- Added a data sink connector, supporting standard 'write' operations ('writeStream' interface is also supported)
- Added a basic data source connector, supporting standard 'read' operations Note: in this version, a single partition is forced
- Fixed DataTypes support, including DateTime and decimal
- Fixed streaming sink when working with multiple batches. Handle empty batches
- Added 'KUSTO_WRITE_RESULT_LIMIT' option. When writing to Kusto, limits the number of rows read back as BaseRelation
- Adjusted to Spark 2.4. This is optimized for Azure DataBricks default. In order to use with Spark 2.3, pom.xml file must be adjusted: spark.version (to 2.3.x) and json4s-jackson_2.11 (to 3.2.11)

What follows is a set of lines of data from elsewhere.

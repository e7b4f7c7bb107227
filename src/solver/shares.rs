use serde::Serialize;

use crate::data::model::{ChannelCurve, Sample};
use crate::data::sampler::DrawSampler;

/// Per-channel fraction of total ink draw at every measured step.
///
/// Channels keep their input order; index `c` in every method refers to the
/// same channel as `names()[c]`.
#[derive(Debug, Clone, PartialEq, Serialize)]
pub struct ShareMatrix {
    names: Vec<String>,
    /// `shares[c][i]`: channel `c` at step `i`.
    shares: Vec<Vec<f64>>,
    steps: usize,
}

impl ShareMatrix {
    /// Build directly from per-channel share rows (all the same length).
    pub fn from_rows(names: Vec<String>, shares: Vec<Vec<f64>>) -> Self {
        debug_assert_eq!(names.len(), shares.len());
        let steps = shares.first().map_or(0, Vec::len);
        debug_assert!(shares.iter().all(|row| row.len() == steps));
        Self { names, shares, steps }
    }

    pub fn names(&self) -> &[String] {
        &self.names
    }

    pub fn name(&self, channel: usize) -> &str {
        &self.names[channel]
    }

    pub fn channels(&self) -> usize {
        self.names.len()
    }

    pub fn steps(&self) -> usize {
        self.steps
    }

    pub fn share(&self, channel: usize, step: usize) -> f64 {
        self.shares[channel][step]
    }

    pub fn row(&self, channel: usize) -> &[f64] {
        &self.shares[channel]
    }
}

/// Sample every channel at each measured input level and normalise by the
/// total draw there.  Steps with no ink at all give every channel 0.
pub fn compute_shares<S: DrawSampler + ?Sized>(
    samples: &[Sample],
    channels: &[ChannelCurve],
    sampler: &S,
) -> ShareMatrix {
    let mut shares = vec![Vec::with_capacity(samples.len()); channels.len()];

    for sample in samples {
        let draws: Vec<f64> = channels
            .iter()
            .map(|ch| sampler.sample(&ch.draws, sample.input))
            .collect();
        let total: f64 = draws.iter().sum();
        for (row, draw) in shares.iter_mut().zip(&draws) {
            row.push(if total > 0.0 { draw / total } else { 0.0 });
        }
    }

    let names = channels.iter().map(|c| c.name.clone()).collect();
    ShareMatrix {
        names,
        shares,
        steps: samples.len(),
    }
}

/// Indices of channels with any draw above `epsilon`, in input order.
///
/// When nothing qualifies every channel is returned, so later stages always
/// have candidates.
pub fn active_channels(channels: &[ChannelCurve], epsilon: f64) -> Vec<usize> {
    let active: Vec<usize> = channels
        .iter()
        .enumerate()
        .filter(|(_, ch)| ch.draws.iter().any(|&v| v > epsilon))
        .map(|(i, _)| i)
        .collect();

    if active.is_empty() {
        log::debug!("no channel draws ink, treating all {} as active", channels.len());
        (0..channels.len()).collect()
    } else {
        active
    }
}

- KustoOptions.KUSTO_TABLE is no longer used in reading using kusto source
-
Added 'scale' reading mode to allow reading large data sets. This is the default mode for reading from Kusto, and it requires the user to provide transient blob storage
NOTE: this is an interface-breaking change. Reading small data sets directly (as in previous version) is also supported, but it must be explicitly specified by setting 'KUSTO_READ_MODE' option to 'lean'
-
Added column pruning and filter push-down support when reading from Kusto
For details, refer to KustoSource.md document
-
Support writing large data sets. Partitions that exceed Kusto ingest policy guidelines are split into several smaller ingestion operations
For details, refer to KustoSink.md document
-
Support Key-vault based authentication, when authentication parameters are stored in KeyVault
For details, refer to Authentication.md document
- Added Python sample code for reference: pyKusto.py
- Updated existing references. In particular, the reference based on Databricks notebook: KustoConnectorDemo
- Organized samples and connector as separate modules to reduce dependencies
-
When running with spark 'wholestage codegen' enabled, a mismatch between schema 'nullable' definition and actual data containing null values can lead to a NullPointerException to be thrown by org.apache.spark.sql.catalyst.expressions.codegen.UnsafeRowWriter. If you encounter this error and cannot identify and fix the mismatch, consider disabling 'wholestage codegen' by setting (databricks):
spark.conf.set("spark.sql.codegen.wholeStage","false")
-
When writing to Kusto, entity naming rules must be followed to avoid collisions with Kusto reserved keywords. For details, refer to these guidlines.